Les efforts des pompiers et la pluie ont permis de réduire le feu de forêt ravageant la zone d'exclusion de Tchernobyl, ont assuré mardi les autorités ukrainiennes alors que le président Zelensky a exprimé sa préoccupation. 

Entretenu par le vent et une sécheresse inhabituelle, l'incendie s'est déclaré il y a une dizaine de jours dans ce territoire fortement contaminé, théâtre du pire accident nucléaire de l'Histoire en 1986.

Critiqué ces derniers jours pour son inaction face au sinistre d'une ampleur inédite, M. Zelensky a fini par annoncer tard lundi soir qu'il "suivait la situation de près" et promis de convoquer le chef du service d'État pour les Situations d'urgence.

"La société a le droit de savoir la vérité et d'être en sécurité", a-t-il souligné alors que des rumeurs sur une hausse de la radioactivité ou les risques pesant sur la centrale circulaient sur les réseaux sociaux. "Il n'y a plus de feu ouvert", a assuré mardi matin dans un communiqué le service pour les Situations d'urgence, faisant état de "foyers isolés" et de "feux couvant". Les autorités ont cessé depuis plusieurs jours de publier leurs estimations sur la taille de l'incendie.

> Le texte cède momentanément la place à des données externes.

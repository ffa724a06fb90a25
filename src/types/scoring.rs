use crate::error::JudgeError;
use serde::de::{self, Deserializer, MapAccess, Visitor};
use serde::ser::{SerializeMap, Serializer};
use serde::{Deserialize, Serialize};
use std::fmt;
use std::str::FromStr;

pub type Score = f64;
pub type Weight = f64;

pub const SCORE_MIN: Score = 0.0;
pub const SCORE_MAX: Score = 10.0;
pub const SCORE_BASELINE: Score = 5.0;

// Declaration order is the rubric order.
#[derive(Debug, Clone, Copy, PartialEq, Eq, Hash, PartialOrd, Ord, Serialize, Deserialize)]
#[serde(rename_all = "snake_case")]
pub enum Criterion {
    ClarityCoherence,
    FiveWOneH,
    AttributionEvidence,
    HedgingOverclaim,
    BalanceOpposing,
    InversionTouch,
    ContextProportionality,
    Multidisciplinarity,
    CivicUtility,
    TransparencyCues,
    LanguageCredibility,
}

impl Criterion {
    pub const COUNT: usize = 11;

    pub const ALL: [Criterion; Criterion::COUNT] = [
        Criterion::ClarityCoherence,
        Criterion::FiveWOneH,
        Criterion::AttributionEvidence,
        Criterion::HedgingOverclaim,
        Criterion::BalanceOpposing,
        Criterion::InversionTouch,
        Criterion::ContextProportionality,
        Criterion::Multidisciplinarity,
        Criterion::CivicUtility,
        Criterion::TransparencyCues,
        Criterion::LanguageCredibility,
    ];

    pub fn index(self) -> usize {
        self as usize
    }

    pub fn as_str(self) -> &'static str {
        match self {
            Criterion::ClarityCoherence => "clarity_coherence",
            Criterion::FiveWOneH => "five_w_one_h",
            Criterion::AttributionEvidence => "attribution_evidence",
            Criterion::HedgingOverclaim => "hedging_overclaim",
            Criterion::BalanceOpposing => "balance_opposing",
            Criterion::InversionTouch => "inversion_touch",
            Criterion::ContextProportionality => "context_proportionality",
            Criterion::Multidisciplinarity => "multidisciplinarity",
            Criterion::CivicUtility => "civic_utility",
            Criterion::TransparencyCues => "transparency_cues",
            Criterion::LanguageCredibility => "language_credibility",
        }
    }

    pub fn label(self) -> &'static str {
        match self {
            Criterion::ClarityCoherence => "Clarity & coherence",
            Criterion::FiveWOneH => "Five Ws and one H",
            Criterion::AttributionEvidence => "Attribution & evidence",
            Criterion::HedgingOverclaim => "Hedging vs. overclaim",
            Criterion::BalanceOpposing => "Balance & opposing views",
            Criterion::InversionTouch => "Inverted pyramid",
            Criterion::ContextProportionality => "Context & proportionality",
            Criterion::Multidisciplinarity => "Multidisciplinarity",
            Criterion::CivicUtility => "Civic utility",
            Criterion::TransparencyCues => "Transparency cues",
            Criterion::LanguageCredibility => "Language credibility",
        }
    }

    pub fn description(self) -> &'static str {
        match self {
            Criterion::ClarityCoherence => {
                "Readable opening sentences; run-on sentences count against it."
            }
            Criterion::FiveWOneH => "The lede answers who, what, when, where, why and how.",
            Criterion::AttributionEvidence => {
                "Claims carry named sources, direct quotes or data; anonymous sourcing counts against it."
            }
            Criterion::HedgingOverclaim => {
                "Uncertainty is signalled where warranted; absolute claims count against it."
            }
            Criterion::BalanceOpposing => "Opposing or dissenting views are represented.",
            Criterion::InversionTouch => "Key facts come first; a buried lede counts against it.",
            Criterion::ContextProportionality => {
                "Background and scale are given; sensational framing counts against it."
            }
            Criterion::Multidisciplinarity => "The story draws on more than one field or lens.",
            Criterion::CivicUtility => "Readers get actionable information they can use.",
            Criterion::TransparencyCues => {
                "Corrections, updates, disclosures or right-of-reply notes are present."
            }
            Criterion::LanguageCredibility => {
                "Measured tone; loaded words, shouting and exclamations count against it."
            }
        }
    }
}

impl fmt::Display for Criterion {
    fn fmt(&self, f: &mut fmt::Formatter<'_>) -> fmt::Result {
        f.write_str(self.as_str())
    }
}

impl FromStr for Criterion {
    type Err = JudgeError;

    fn from_str(value: &str) -> Result<Self, Self::Err> {
        Criterion::ALL
            .into_iter()
            .find(|criterion| criterion.as_str() == value.trim())
            .ok_or_else(|| JudgeError::ConfigParse(format!("unknown criterion: {value}")))
    }
}

#[derive(Debug, Clone, Copy, PartialEq, Eq, Hash, PartialOrd, Ord, Serialize, Deserialize)]
#[serde(rename_all = "snake_case")]
pub enum Intent {
    HardNews,
    Explainer,
    Opinion,
    Brief,
    Feature,
    LiveBlog,
}

impl Intent {
    pub const ALL: [Intent; 6] = [
        Intent::HardNews,
        Intent::Explainer,
        Intent::Opinion,
        Intent::Brief,
        Intent::Feature,
        Intent::LiveBlog,
    ];

    pub fn as_str(self) -> &'static str {
        match self {
            Intent::HardNews => "hard_news",
            Intent::Explainer => "explainer",
            Intent::Opinion => "opinion",
            Intent::Brief => "brief",
            Intent::Feature => "feature",
            Intent::LiveBlog => "live_blog",
        }
    }

    pub fn label(self) -> &'static str {
        match self {
            Intent::HardNews => "Hard News",
            Intent::Explainer => "Explainer",
            Intent::Opinion => "Opinion",
            Intent::Brief => "Brief",
            Intent::Feature => "Feature",
            Intent::LiveBlog => "Live Blog",
        }
    }
}

impl fmt::Display for Intent {
    fn fmt(&self, f: &mut fmt::Formatter<'_>) -> fmt::Result {
        f.write_str(self.as_str())
    }
}

impl FromStr for Intent {
    type Err = JudgeError;

    fn from_str(value: &str) -> Result<Self, Self::Err> {
        Intent::ALL
            .into_iter()
            .find(|intent| intent.as_str() == value.trim())
            .ok_or_else(|| JudgeError::ConfigParse(format!("unknown intent: {value}")))
    }
}

#[derive(Debug, Clone, Copy, PartialEq, Eq, Hash, Serialize, Deserialize)]
pub enum Mode {
    #[serde(rename = "editors_bench")]
    EditorsBench,
    #[serde(rename = "intent_accrual")]
    IntentAccrual,
}

impl Mode {
    pub fn as_str(self) -> &'static str {
        match self {
            Mode::EditorsBench => "editors_bench",
            Mode::IntentAccrual => "intent_accrual",
        }
    }
}

impl fmt::Display for Mode {
    fn fmt(&self, f: &mut fmt::Formatter<'_>) -> fmt::Result {
        f.write_str(self.as_str())
    }
}

#[derive(Debug, Clone, Copy, PartialEq)]
pub struct NecessityMap {
    weights: [Weight; Criterion::COUNT],
}

impl NecessityMap {
    pub fn from_weights(weights: [Weight; Criterion::COUNT]) -> Self {
        Self { weights }
    }

    pub fn uniform() -> Self {
        Self {
            weights: [1.0; Criterion::COUNT],
        }
    }

    pub fn weight(&self, criterion: Criterion) -> Weight {
        self.weights[criterion.index()]
    }

    pub fn iter(&self) -> impl Iterator<Item = (Criterion, Weight)> + '_ {
        Criterion::ALL
            .into_iter()
            .map(move |criterion| (criterion, self.weight(criterion)))
    }

    pub fn validate(&self) -> Result<(), JudgeError> {
        for (criterion, weight) in self.iter() {
            if !weight.is_finite() || !(0.0..=1.0).contains(&weight) {
                return Err(JudgeError::EngineInvariantViolation(format!(
                    "necessity weight for {criterion} out of [0,1]: {weight}"
                )));
            }
        }
        Ok(())
    }
}

impl Serialize for NecessityMap {
    fn serialize<S: Serializer>(&self, serializer: S) -> Result<S::Ok, S::Error> {
        let mut map = serializer.serialize_map(Some(Criterion::COUNT))?;
        for (criterion, weight) in self.iter() {
            map.serialize_entry(criterion.as_str(), &weight)?;
        }
        map.end()
    }
}

impl<'de> Deserialize<'de> for NecessityMap {
    fn deserialize<D: Deserializer<'de>>(deserializer: D) -> Result<Self, D::Error> {
        struct NecessityVisitor;

        impl<'de> Visitor<'de> for NecessityVisitor {
            type Value = NecessityMap;

            fn expecting(&self, f: &mut fmt::Formatter<'_>) -> fmt::Result {
                f.write_str("a map from criterion id to weight")
            }

            fn visit_map<A: MapAccess<'de>>(self, mut access: A) -> Result<Self::Value, A::Error> {
                let mut weights: [Option<Weight>; Criterion::COUNT] = [None; Criterion::COUNT];
                while let Some((key, weight)) = access.next_entry::<Criterion, Weight>()? {
                    if weights[key.index()].replace(weight).is_some() {
                        return Err(de::Error::custom(format!("duplicate criterion: {key}")));
                    }
                }
                let mut resolved = [0.0; Criterion::COUNT];
                for criterion in Criterion::ALL {
                    resolved[criterion.index()] = weights[criterion.index()]
                        .ok_or_else(|| de::Error::custom(format!("missing criterion: {criterion}")))?;
                }
                Ok(NecessityMap::from_weights(resolved))
            }
        }

        deserializer.deserialize_map(NecessityVisitor)
    }
}

#[derive(Debug, Clone, PartialEq, Serialize, Deserialize)]
pub struct ScoreResult {
    pub criterion: Criterion,
    pub score: Score,
    pub rationale: String,
    #[serde(default)]
    pub flags: Vec<String>,
}

#[derive(Debug, Clone, Copy, PartialEq, Serialize, Deserialize)]
pub struct Overall {
    pub average: Score,
    pub method: Mode,
}

#[derive(Debug, Clone, PartialEq, Serialize, Deserialize)]
pub struct AnalysisResult {
    pub mode: Mode,
    #[serde(default, skip_serializing_if = "Option::is_none")]
    pub intent: Option<Intent>,
    #[serde(default, skip_serializing_if = "Option::is_none")]
    pub necessity_map: Option<NecessityMap>,
    pub scores: Vec<ScoreResult>,
    pub overall: Overall,
}

impl AnalysisResult {
    pub fn score(&self, criterion: Criterion) -> Option<&ScoreResult> {
        self.scores.iter().find(|item| item.criterion == criterion)
    }
}

pub fn round2(value: f64) -> f64 {
    (value * 100.0).round() / 100.0
}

"Le taux de radiation à Kiev et dans sa région ne dépasse pas le niveau naturel", ajoute le communiqué, selon lequel plus de 400 secouristes et pompiers, trois avions et trois hélicoptères sont déployés. Lundi, ces appareils ont déversé près de 540 tonnes d'eau, selon la même source.

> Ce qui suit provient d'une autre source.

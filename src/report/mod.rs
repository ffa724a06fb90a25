pub mod json;
pub mod md;

use crate::error::JudgeError;
use crate::types::report::AnalyzeResponse;

#[derive(Debug, Clone, Copy)]
pub enum OutputFormat {
    Json,
    Md,
    Summary,
}

pub fn render(response: &AnalyzeResponse, format: OutputFormat) -> Result<String, JudgeError> {
    match format {
        OutputFormat::Json => json::to_json(response).map_err(JudgeError::Json),
        OutputFormat::Md => Ok(md::to_markdown(response)),
        OutputFormat::Summary => Ok(summary_line(response)),
    }
}

pub fn render_batch(
    responses: &[AnalyzeResponse],
    format: OutputFormat,
) -> Result<String, JudgeError> {
    match format {
        OutputFormat::Json => json::to_json_batch(responses).map_err(JudgeError::Json),
        OutputFormat::Md => Ok(responses
            .iter()
            .map(md::to_markdown)
            .collect::<Vec<_>>()
            .join("\n---\n\n")),
        OutputFormat::Summary => Ok(responses
            .iter()
            .map(summary_line)
            .collect::<Vec<_>>()
            .join("\n")),
    }
}

pub fn summary_line(response: &AnalyzeResponse) -> String {
    response
        .headline_summary
        .one_sentence_summary
        .clone()
        .unwrap_or_default()
}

Venant en aide aux secouristes, "la pluie est tombée", a par ailleurs indiqué sur Facebook Oleksandr Syrota, responsable travaillant dans la zone d'exclusion.

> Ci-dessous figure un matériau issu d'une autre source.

use crate::analyze::accrual::AccrualParams;
use crate::analyze::necessity::NecessityOverrides;
use crate::analyze::EngineSettings;
use crate::error::JudgeError;
use crate::types::scoring::{Criterion, Intent};
use serde::Deserialize;
use std::collections::HashMap;
use std::path::{Path, PathBuf};

pub const DEFAULT_CACHE_DIR: &str = ".judge/cache";
pub const DEFAULT_AGENT_VERSION: &str = "v1";

#[derive(Debug, Clone, Default, Deserialize)]
pub struct JudgeConfig {
    pub engine: Option<EngineConfig>,
    pub cache: Option<CacheConfig>,
    pub service: Option<ServiceConfig>,
    pub necessity: Option<HashMap<String, HashMap<String, f64>>>,
}

#[derive(Debug, Clone, Deserialize)]
pub struct EngineConfig {
    pub reward_scale: Option<f64>,
    pub penalty_scale: Option<f64>,
    pub harm_floor: Option<f64>,
    pub low_necessity_threshold: Option<f64>,
    pub default_intent: Option<String>,
}

#[derive(Debug, Clone, Deserialize)]
pub struct CacheConfig {
    pub dir: Option<String>,
    #[serde(default = "default_enabled")]
    pub enabled: bool,
}

fn default_enabled() -> bool {
    true
}

#[derive(Debug, Clone, Deserialize)]
pub struct ServiceConfig {
    pub agent_version: Option<String>,
}

impl JudgeConfig {
    pub fn accrual_params(&self) -> AccrualParams {
        let defaults = AccrualParams::default();
        match &self.engine {
            Some(engine) => AccrualParams {
                reward_scale: engine.reward_scale.unwrap_or(defaults.reward_scale),
                penalty_scale: engine.penalty_scale.unwrap_or(defaults.penalty_scale),
                harm_floor: engine.harm_floor.unwrap_or(defaults.harm_floor),
                low_necessity_threshold: engine
                    .low_necessity_threshold
                    .unwrap_or(defaults.low_necessity_threshold),
            },
            None => defaults,
        }
    }

    pub fn default_intent(&self) -> Intent {
        self.engine
            .as_ref()
            .and_then(|engine| engine.default_intent.as_deref())
            .and_then(|value| value.parse().ok())
            .unwrap_or(Intent::Brief)
    }

    pub fn necessity_overrides(&self) -> NecessityOverrides {
        let mut overrides = NecessityOverrides::new();
        let Some(tables) = &self.necessity else {
            return overrides;
        };
        for (intent, cells) in tables {
            let Ok(intent) = intent.parse::<Intent>() else {
                continue;
            };
            let row = overrides.entry(intent).or_default();
            for (criterion, weight) in cells {
                if let Ok(criterion) = criterion.parse::<Criterion>() {
                    row.insert(criterion, *weight);
                }
            }
        }
        overrides
    }

    pub fn engine_settings(&self) -> EngineSettings {
        EngineSettings {
            params: self.accrual_params(),
            default_intent: self.default_intent(),
            overrides: self.necessity_overrides(),
        }
    }

    pub fn cache_enabled(&self) -> bool {
        self.cache.as_ref().map(|cache| cache.enabled).unwrap_or(true)
    }

    pub fn cache_dir(&self, root: &Path) -> PathBuf {
        let configured = self
            .cache
            .as_ref()
            .and_then(|cache| cache.dir.as_deref())
            .unwrap_or(DEFAULT_CACHE_DIR);
        let candidate = PathBuf::from(configured);
        if candidate.is_absolute() {
            candidate
        } else {
            root.join(candidate)
        }
    }

    pub fn agent_version(&self) -> String {
        self.service
            .as_ref()
            .and_then(|service| service.agent_version.clone())
            .unwrap_or_else(|| DEFAULT_AGENT_VERSION.to_string())
    }

    pub fn validate(&self) -> Result<(), JudgeError> {
        if let Some(engine) = &self.engine {
            for (key, value) in [
                ("engine.reward_scale", engine.reward_scale),
                ("engine.penalty_scale", engine.penalty_scale),
            ] {
                if let Some(value) = value {
                    if !value.is_finite() || value <= 0.0 {
                        return Err(JudgeError::ConfigParse(format!(
                            "{key} must be a positive number (found {value})"
                        )));
                    }
                }
            }
            for (key, value) in [
                ("engine.harm_floor", engine.harm_floor),
                ("engine.low_necessity_threshold", engine.low_necessity_threshold),
            ] {
                if let Some(value) = value {
                    if !(0.0..=1.0).contains(&value) {
                        return Err(JudgeError::ConfigParse(format!(
                            "{key} must be between 0.0 and 1.0"
                        )));
                    }
                }
            }
            if let Some(default_intent) = &engine.default_intent {
                default_intent.parse::<Intent>().map_err(|_| {
                    JudgeError::ConfigParse(format!(
                        "unsupported engine.default_intent: {default_intent}"
                    ))
                })?;
            }
        }

        if let Some(service) = &self.service {
            if let Some(version) = &service.agent_version {
                if version.trim().is_empty() {
                    return Err(JudgeError::ConfigParse(
                        "service.agent_version cannot be empty".to_string(),
                    ));
                }
            }
        }

        if let Some(tables) = &self.necessity {
            for (intent, cells) in tables {
                if intent.parse::<Intent>().is_err() {
                    return Err(JudgeError::ConfigParse(format!(
                        "necessity contains unknown intent: {intent}"
                    )));
                }
                let mut unknown = cells
                    .keys()
                    .filter(|key| key.parse::<Criterion>().is_err())
                    .cloned()
                    .collect::<Vec<_>>();
                if !unknown.is_empty() {
                    unknown.sort();
                    return Err(JudgeError::ConfigParse(format!(
                        "necessity.{intent} contains unknown criterion key(s): {}",
                        unknown.join(", ")
                    )));
                }
                if let Some((criterion, weight)) = cells
                    .iter()
                    .find(|(_, weight)| !(0.0..=1.0).contains(*weight))
                {
                    return Err(JudgeError::ConfigParse(format!(
                        "necessity.{intent}.{criterion} must be between 0.0 and 1.0 (found {weight})"
                    )));
                }
            }
        }

        Ok(())
    }
}

#[cfg(test)]
mod tests {
    use super::*;

    #[test]
    fn empty_config_uses_defaults() {
        let cfg: JudgeConfig = toml::from_str("").expect("empty config should parse");
        assert_eq!(cfg.accrual_params(), AccrualParams::default());
        assert_eq!(cfg.default_intent(), Intent::Brief);
        assert!(cfg.cache_enabled());
        assert_eq!(cfg.agent_version(), "v1");
        assert_eq!(
            cfg.cache_dir(Path::new("/work")),
            PathBuf::from("/work/.judge/cache")
        );
        assert!(cfg.validate().is_ok());
    }

    #[test]
    fn parse_full_config() {
        let toml_str = r#"
[engine]
reward_scale = 4.0
penalty_scale = 5.0
harm_floor = 0.6
low_necessity_threshold = 0.25
default_intent = "hard_news"

[cache]
dir = "/var/cache/judge"
enabled = false

[service]
agent_version = "v2"

[necessity.opinion]
attribution_evidence = 0.75
"#;
        let cfg: JudgeConfig = toml::from_str(toml_str).expect("full config should parse");
        assert!(cfg.validate().is_ok());

        let params = cfg.accrual_params();
        assert_eq!(params.reward_scale, 4.0);
        assert_eq!(params.penalty_scale, 5.0);
        assert_eq!(params.harm_floor, 0.6);
        assert_eq!(params.low_necessity_threshold, 0.25);
        assert_eq!(cfg.default_intent(), Intent::HardNews);
        assert!(!cfg.cache_enabled());
        assert_eq!(
            cfg.cache_dir(Path::new("/work")),
            PathBuf::from("/var/cache/judge")
        );
        assert_eq!(cfg.agent_version(), "v2");

        let overrides = cfg.necessity_overrides();
        assert_eq!(
            overrides
                .get(&Intent::Opinion)
                .and_then(|row| row.get(&Criterion::AttributionEvidence))
                .copied(),
            Some(0.75)
        );
    }

    #[test]
    fn validate_rejects_non_positive_scale() {
        let cfg: JudgeConfig = toml::from_str(
            r#"
[engine]
penalty_scale = 0.0
"#,
        )
        .expect("config should parse");
        let err = cfg.validate().expect_err("validation should fail");
        assert!(err.to_string().contains("engine.penalty_scale"));
    }

    #[test]
    fn validate_rejects_harm_floor_out_of_range() {
        let cfg: JudgeConfig = toml::from_str(
            r#"
[engine]
harm_floor = 1.5
"#,
        )
        .expect("config should parse");
        let err = cfg.validate().expect_err("validation should fail");
        assert!(err.to_string().contains("engine.harm_floor"));
    }

    #[test]
    fn validate_rejects_unknown_default_intent() {
        let cfg: JudgeConfig = toml::from_str(
            r#"
[engine]
default_intent = "satire"
"#,
        )
        .expect("config should parse");
        let err = cfg.validate().expect_err("validation should fail");
        assert!(err.to_string().contains("unsupported engine.default_intent"));
    }

    #[test]
    fn validate_rejects_unknown_necessity_keys() {
        let cfg: JudgeConfig = toml::from_str(
            r#"
[necessity.hard_news]
clarity_coherence = 0.9
vibes = 0.1
"#,
        )
        .expect("config should parse");
        let err = cfg.validate().expect_err("validation should fail");
        assert!(err.to_string().contains("unknown criterion"));
        assert!(err.to_string().contains("vibes"));

        let cfg: JudgeConfig = toml::from_str(
            r#"
[necessity.satire]
clarity_coherence = 0.9
"#,
        )
        .expect("config should parse");
        let err = cfg.validate().expect_err("validation should fail");
        assert!(err.to_string().contains("unknown intent"));
    }

    #[test]
    fn validate_rejects_out_of_range_necessity_weight() {
        let cfg: JudgeConfig = toml::from_str(
            r#"
[necessity.brief]
civic_utility = 1.4
"#,
        )
        .expect("config should parse");
        let err = cfg.validate().expect_err("validation should fail");
        assert!(err.to_string().contains("necessity.brief.civic_utility"));
    }

    #[test]
    fn validate_accepts_boundaries() {
        let cfg: JudgeConfig = toml::from_str(
            r#"
[engine]
harm_floor = 0.0
low_necessity_threshold = 1.0

[necessity.live_blog]
multidisciplinarity = 0.0
five_w_one_h = 1.0
"#,
        )
        .expect("config should parse");
        assert!(cfg.validate().is_ok());
    }
}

L'incendie a été provoqué par un jeune habitant vivant près de la zone de Tchernobyl, qui a dit avoir mis le feu à de l'herbe "pour s'amuser" selon la police.

Un réacteur de la centrale de Tchernobyl a explosé le 26 avril 1986 contaminant, selon certaines estimations, jusqu'aux trois quarts de l'Europe. La zone, dans un rayon de 30 kilomètres autour de la centrale accidentée, reste depuis largement à l'abandon.